Indeed it was heart-warming to hear Vice President John Mahama talk about the need to protect the indigenous sector of the economy if jobs were to be created and to sustain the existing ones. In fact the Vice President who is conventionally the head of the Economic Management Team should put his feet on the paddle and ensure the sustainability of Ghanaian livelihoods. Vice President Mahama's promised intervention

Meanwhile it has been quite refreshing and a big relief to tomato farmers in the Upper East Region as the Vice President visited the Region and interacted with tomato farmers. He also visited the Pwalugu Tomato Factory and assured the farmers that the Government would create the necessary environment to assist the to farmers crop and market their produce.

"Tomato farmers produce as from next year would not be allowed to go bad on the farms. Government would put up effective strategies to address the problem," he told the farmers.
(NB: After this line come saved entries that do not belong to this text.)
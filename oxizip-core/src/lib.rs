//! # OxiZip Core
//!
//! Core components shared by the OxiZip crates.
//!
//! - [`error`]: The error taxonomy used across the workspace
//! - [`entry`]: Format-level entry metadata (methods, encryption, times, names)
//! - [`attributes`]: DOS/Unix file attribute bitmasks
//! - [`time`]: DOS, NTFS and Unix timestamp conversions
//!
//! ## Architecture
//!
//! ```text
//! ┌─────────────────────────────────────────────────────────┐
//! │ oxizip-cli       command line front end                 │
//! ├─────────────────────────────────────────────────────────┤
//! │ oxizip-archive   container, pipeline, progress, extract │
//! ├─────────────────────────────────────────────────────────┤
//! │ oxizip-select    selection expression language          │
//! ├─────────────────────────────────────────────────────────┤
//! │ oxizip-core      errors, metadata, time (this crate)    │
//! └─────────────────────────────────────────────────────────┘
//! ```
//!
//! ## Example
//!
//! ```rust
//! use oxizip_core::entry::normalize_entry_name;
//!
//! assert_eq!(normalize_entry_name("dir\\sub\\file.txt").unwrap(), "dir/sub/file.txt");
//! assert!(normalize_entry_name("").is_err());
//! ```

#![warn(missing_docs)]
#![warn(clippy::all)]
#![allow(clippy::module_name_repetitions)]

pub mod attributes;
pub mod entry;
pub mod error;
pub mod time;

// Re-exports for convenience
pub use attributes::FileAttributes;
pub use entry::{
    CompressionMethod, EncryptionAlgorithm, EntryTimes, TimestampFormats, normalize_entry_name,
};
pub use error::{ErrorKind, OxiZipError, Result};
#[cfg(test)]
mod tests {
    use super::*;
    use oxizip_core::ErrorKind;

    fn archive_with(names: &[&str]) -> ZipArchive {
        let mut zip = ZipArchive::new();
        for name in names {
            if name.ends_with('/') {
                zip.add_directory_entry(name).unwrap();
            } else {
                zip.add_entry(name, name.as_bytes()).unwrap();
            }
        }
        zip
    }

    #[test]
    fn test_lookup_is_case_insensitive_by_default() {
        let zip = archive_with(&["Docs/Readme.TXT"]);
        assert!(zip.contains_entry("docs/readme.txt"));
        assert!(zip.contains_entry("docs\\README.txt"));
    }

    #[test]
    fn test_case_sensitivity_locked_after_lookup() {
        let mut zip = archive_with(&["a.txt"]);
        zip.set_case_sensitive_retrieval(true).unwrap();
        assert!(!zip.contains_entry("A.TXT"));
        let err = zip.set_case_sensitive_retrieval(false).unwrap_err();
        assert_eq!(err.kind(), ErrorKind::BadState);
    }

    #[test]
    fn test_trailing_slash_fallback() {
        let zip = archive_with(&["dir/", "file"]);
        assert_eq!(zip.entry("dir").map(ZipEntry::name), Some("dir/"));
        assert!(zip.entry("file/").is_none());
    }

    #[test]
    fn test_duplicates_rejected() {
        let mut zip = archive_with(&["a.txt"]);
        let err = zip.add_entry("A.txt", "x").unwrap_err();
        assert_eq!(err.kind(), ErrorKind::DuplicateEntry);
        assert_eq!(zip.len(), 1);
    }

    #[test]
    fn test_file_name_with_trailing_slash_rejected() {
        let mut zip = ZipArchive::new();
        let err = zip.add_entry("dir/", "x").unwrap_err();
        assert_eq!(err.kind(), ErrorKind::InvalidName);
    }

    #[test]
    fn test_remove_entries_is_atomic() {
        let mut zip = archive_with(&["a", "b", "c"]);
        assert!(zip.remove_entries(["a", "missing"]).is_err());
        assert_eq!(zip.len(), 3);
        assert_eq!(zip.remove_entries(["a", "c"]).unwrap(), 2);
        assert_eq!(zip.entry_names(), vec!["b"]);
    }

    #[test]
    fn test_rename_keeps_kind() {
        let mut zip = archive_with(&["old/", "x.txt", "y.txt"]);
        zip.rename_entry("old", "new").unwrap();
        assert!(zip.entry("new/").is_some());
        let err = zip.rename_entry("x.txt", "Y.TXT").unwrap_err();
        assert_eq!(err.kind(), ErrorKind::DuplicateEntry);
        zip.rename_entry("x.txt", "X.txt").unwrap();
        assert_eq!(zip.entry("x.txt").map(ZipEntry::name), Some("X.txt"));
    }

    #[test]
    fn test_update_replaces_or_adds() {
        let mut zip = archive_with(&["a"]);
        zip.update_entry("a", "longer content").unwrap();
        zip.update_entry("b", "new").unwrap();
        assert_eq!(zip.len(), 2);
        assert_eq!(zip.entry("a").unwrap().uncompressed_size(), 14);
    }

    #[test]
    fn test_select_entries_in_directory() {
        let zip = archive_with(&["a.txt", "sub/b.txt", "sub/deep/c.txt", "sub/d.bin"]);
        fn names<'a>(v: Vec<&'a ZipEntry>) -> Vec<&'a str> {
            v.into_iter().map(ZipEntry::name).collect::<Vec<_>>()
        }
        assert_eq!(names(zip.select_entries("*.txt").unwrap()).len(), 3);
        assert_eq!(names(zip.select_entries_in("*.txt", "sub").unwrap()), vec!["sub/b.txt"]);
        assert_eq!(names(zip.select_entries_in("*.txt", "").unwrap()), vec!["a.txt"]);
    }

    #[test]
    fn test_zip64_reserved_below_4gib_for_incompressible_growth() {
        assert!(!may_exceed_32bit(0));
        assert!(!may_exceed_32bit(1 << 30));
        // Deflate stored blocks and AES framing can push these past 4 GiB.
        assert!(may_exceed_32bit(0xFFFE_FFFF));
        assert!(may_exceed_32bit(0xFFC0_1000));
        assert!(!may_exceed_32bit(0xFFC0_0000));
        assert!(may_exceed_32bit(u64::MAX));
    }

    #[test]
    fn test_password_applies_encryption_default() {
        let mut zip = ZipArchive::new();
        zip.set_password(Some("pw"));
        let entry = zip.add_entry("secret", "x").unwrap();
        assert_eq!(entry.encryption(), EncryptionAlgorithm::PkzipWeak);
        zip.set_password(None);
        let entry = zip.add_entry("plain", "x").unwrap();
        assert_eq!(entry.encryption(), EncryptionAlgorithm::None);
    }

    #[test]
    fn test_save_without_path_is_bad_state() {
        let mut zip = archive_with(&["a"]);
        assert_eq!(zip.save().unwrap_err().kind(), ErrorKind::BadState);
    }

    #[test]
    fn test_save_to_memory_and_reload() {
        let mut zip = archive_with(&["dir/", "dir/a.txt", "b.txt"]);
        zip.set_comment("hello");
        let mut buf = Cursor::new(Vec::new());
        let report = zip.save_to(&mut buf).unwrap();
        assert_eq!(report.written, 3);
        assert_eq!(report.archive_size, buf.get_ref().len() as u64);

        let mut loaded = ZipArchive::from_bytes(buf.into_inner()).unwrap();
        assert_eq!(loaded.entry_names(), vec!["dir/", "dir/a.txt", "b.txt"]);
        assert_eq!(loaded.comment(), "hello");
        assert_eq!(loaded.read_entry("dir/a.txt").unwrap(), b"dir/a.txt");
    }

    #[test]
    fn test_never_mode_entry_limit() {
        let mut zip = ZipArchive::new();
        zip.set_zip64(Zip64Mode::Never);
        for i in 0..usize::from(ZIP64_MARKER_16) {
            zip.add_entry(&format!("e{i}"), Vec::new()).unwrap();
        }
        let err = zip.save_to(Cursor::new(Vec::new())).unwrap_err();
        assert_eq!(err.kind(), ErrorKind::InvalidOperation);
    }
}
//! Extract command implementation.

use super::CmdResult;
use crate::utils::{CliListener, OverwriteArg};
use oxizip_archive::ZipArchive;
use std::path::Path;
use tracing::info;

/// Options for extracting an archive.
pub struct ExtractOptions<'a> {
    pub archive: &'a Path,
    pub output: &'a Path,
    pub select: Option<&'a str>,
    pub overwrite: OverwriteArg,
    pub password: Option<&'a str>,
    pub progress: bool,
}

pub fn cmd_extract(options: &ExtractOptions) -> CmdResult {
    let mut zip = ZipArchive::open(options.archive)?;
    zip.set_password(options.password);
    zip.set_extract_existing_file(options.overwrite.into());

    let mut listener = CliListener::new(options.progress);
    let report = match options.select {
        Some(criteria) => zip.extract_selected_with_listener(criteria, options.output, &mut listener)?,
        None => zip.extract_all_with_listener(options.output, &mut listener)?,
    };
    info!(extracted = report.extracted.len(), skipped = report.skipped.len(), "extract finished");

    println!(
        "Extracted {} entries to {}",
        report.extracted.len(),
        options.output.display()
    );
    if !report.skipped.is_empty() {
        println!("Kept {} existing files:", report.skipped.len());
        for name in &report.skipped {
            println!("  {}", name);
        }
    }
    Ok(())
}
During an interaction with the Management of the Tomato Factory, Vice President Mahama was told that the factory had no funds to purchase the produce of the farmers. The Vice President said as a medium term measure he would liaise with relevant agencies in Accra to purchase the tomato from the farmers to enable them to settle their liabilities to the banks.

He asked the factory to purchase tomato from the farmers on credit instead of allowing them to go to waste so that they could pay the farmers later. He assures the farmers that the present Government was more committed to the agriculture sector and would put in place pragmatic policies to help farmers and encourage others, especially the youth, to undertake farming and appealed to them to stop committing suicide.

Mr Mark Wayongo, the Regional Minister, also assured the farmers that he would liaise with the various institutions, especially schools in the area to purchase the tomatoes.

The Regional Minister said as a long-term measure, the District Assemblies in the Region and the farmers themselves would be encouraged to hold shares in the factory as from next year.

In fact it is envisaged that if this perennial problem of the tomato farmers were solved, it would help engage people especially the youth, who either migrate or are used by other selfish people to commit criminal acts, in productive ventures.

Indeed it would be one of the best means to help to bridge the gap between the North and the South as pledged by the present Government.

It is, therefore, the hope that the Government would live by its promise by ensuring that the farmers' problems were solved once and for all to avoid the numerous suicide associated with the frustration farmers go through in the Region.

Most of the farmers interviewed told this Writer that they would be very much appreciative if the Government helped to resolve their plight, explaining that tomato farming was one of the major sources of livelihood for farmers in the Upper East Region.

It is of the view of this Writer that Government should intervene and regulate the tomato trade by opening new tomato markets in Accra; Kumasi; Sekondi; Cape Coast and other major towns to offer alternate source of tomato supply and break the stranglehold of Market Queens. At present five pieces of averaged-sized tomatoes sell at one Ghana Cedi in Accra. The problem lies at the farm gate - marketing centre interface of the tomato production chain.

Tomato farmers should also be advised that committing suicide is not the best. They should be educated to appreciate the fact that becoming indebted to a bank is a normal occurrence in business, and that a person's inability to service his or her debts to a bank in Ghana is not punishable by death.

This matter is serious. How many tomato farmers should die before a solution is found to their plight?